The catalysts for the moves mentioned above have been a lowering of interest rates from central banks and an easing in geopolitical tail risks that include Brexit and the U.S. - China trade war. Much to the annoyance of the doomsday crowd who only ever recommend buying bonds and the U.S. dollar, growth fears have receded for now.
In theory, U.S. stocks and the S&P500 should be a beneficiary of this shift in the macro narrative for reasons including a lower U.S. dollar helps make U.S. exports more competitive. However, the S&P 500 appears unconvinced and unwilling to break higher, despite closing for the last five sessions just 1.5% below all-time highs.
This lack of commitment is also reflected by investor sentiment towards equities which remains subdued by historical standards. Although last week’s AAII bulls and bears sentiment index bounced to 33.6% bullish from a very low reading of 20.3% the previous week, the gauge sits below its long-term historical average of 38.0%. Until the S&P500 shows it’s hand this reading is unlikely to significantly change.
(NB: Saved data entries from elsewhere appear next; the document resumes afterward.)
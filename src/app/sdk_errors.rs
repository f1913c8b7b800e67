//! Classification of AWS SDK failures seen by payload invocations.
//!
//! Payloads return `anyhow::Error`, which usually wraps an SDK error. The crawler
//! never retries on its own (the SDK already does), but every failed
//! (account, region) entry carries a category label so a report reader can tell
//! a throttled call from a missing permission without parsing the message.

use serde::{Deserialize, Serialize};

/// Error codes that mean "the principal is not allowed to do this".
const PERMISSION_CODES: &[&str] = &[
    "AccessDenied",
    "AccessDeniedException",
    "UnauthorizedOperation",
    "UnauthorizedAccess",
    "AuthFailure",
    "InvalidClientTokenId",
    "SignatureDoesNotMatch",
    "ExpiredToken",
];

/// Categorized failure of a single SDK call
#[derive(Debug, Clone, PartialEq, Eq, Serialize, Deserialize)]
#[serde(tag = "kind", rename_all = "snake_case")]
pub enum ErrorCategory {
    /// Request was throttled due to rate limiting
    Throttled { error_code: String },
    /// Request timed out
    Timeout,
    /// Network connectivity issues
    Network,
    /// AWS service temporarily unavailable
    Unavailable,
    /// Anything the SDK will not retry (permissions, validation, missing resources)
    NonRetryable {
        code: String,
        is_permission_error: bool,
    },
}

impl ErrorCategory {
    /// Returns true if the SDK would have treated this as transient
    pub fn is_retryable(&self) -> bool {
        !matches!(self, ErrorCategory::NonRetryable { .. })
    }

    pub fn is_permission_error(&self) -> bool {
        matches!(
            self,
            ErrorCategory::NonRetryable {
                is_permission_error: true,
                ..
            }
        )
    }

    /// Short label used in execution reports
    pub fn label(&self) -> &'static str {
        match self {
            ErrorCategory::Throttled { .. } => "throttled",
            ErrorCategory::Timeout => "timeout",
            ErrorCategory::Network => "network",
            ErrorCategory::Unavailable => "unavailable",
            ErrorCategory::NonRetryable {
                is_permission_error: true,
                ..
            } => "permission",
            ErrorCategory::NonRetryable { .. } => "error",
        }
    }
}

/// Categorize an `anyhow::Error` coming back from a payload.
///
/// The `Debug` rendering of an SDK error carries the service error code while
/// `Display` often only says "service error", so both are inspected.
pub fn categorize_error(error: &anyhow::Error) -> ErrorCategory {
    let display = format!("{:#}", error);
    let detail = if display.contains("service error") {
        format!("{} {:?}", display, error)
    } else {
        display
    };
    categorize_error_string(&detail)
}

/// Categorize an error based on its string representation
pub fn categorize_error_string(error_str: &str) -> ErrorCategory {
    if error_str.contains("ThrottlingException")
        || error_str.contains("Throttling")
        || error_str.contains("TooManyRequestsException")
        || error_str.contains("RequestLimitExceeded")
        || error_str.contains("RateExceeded")
    {
        let error_code = extract_error_code(error_str).unwrap_or_else(|| "Throttling".to_string());
        return ErrorCategory::Throttled { error_code };
    }

    if error_str.contains("TimeoutError")
        || error_str.contains("timed out")
        || error_str.contains("deadline exceeded")
    {
        return ErrorCategory::Timeout;
    }

    if error_str.contains("DispatchFailure")
        || error_str.contains("dispatch failure")
        || error_str.contains("connection")
        || error_str.contains("Connection")
        || error_str.contains("DNS")
    {
        return ErrorCategory::Network;
    }

    if error_str.contains("ServiceUnavailable")
        || error_str.contains("InternalServerError")
        || error_str.contains("InternalFailure")
        || error_str.contains("InternalError")
    {
        return ErrorCategory::Unavailable;
    }

    let code = extract_error_code(error_str);
    let is_permission_error = PERMISSION_CODES.iter().any(|c| error_str.contains(c));
    let code = code.unwrap_or_else(|| {
        if is_permission_error {
            "AccessDenied".to_string()
        } else {
            "Error".to_string()
        }
    });

    ErrorCategory::NonRetryable {
        code,
        is_permission_error,
    }
}

/// Extract an AWS error code from an error message if present.
///
/// Handles `ErrorName: message` and the `code: Some("ErrorName")` shape of SDK
/// debug output.
fn extract_error_code(error_str: &str) -> Option<String> {
    if let Some(start) = error_str.find("code: Some(\"") {
        let after = &error_str[start + "code: Some(\"".len()..];
        if let Some(end) = after.find('"') {
            let code = &after[..end];
            if !code.is_empty() && code.len() < 64 {
                return Some(code.to_string());
            }
        }
    }

    if let Some(pos) = error_str.find(':') {
        let prefix = error_str[..pos].trim();
        let looks_like_code = !prefix.is_empty()
            && !prefix.contains(' ')
            && prefix.chars().next().is_some_and(|c| c.is_ascii_uppercase());
        if looks_like_code && prefix.len() < 64 {
            return Some(prefix.rsplit("::").next().unwrap_or(prefix).to_string());
        }
    }

    None
}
From a technical perspective, while the S&P500 remains below trendline resistance and recent highs 3020/3030, it is at risk of another corrective leg lower towards trendline support at 2900 and possibly towards the August low at 2775.75. A break of support 2860/50 area would be an indication this move lower has commenced.
Conversely, should the S&P500 hold onto recent gains and then breaks/closes above trendline resistance and year to date highs 3020/3030 area, it would confirm the correction which started in late August is complete and that the uptrend has resumed.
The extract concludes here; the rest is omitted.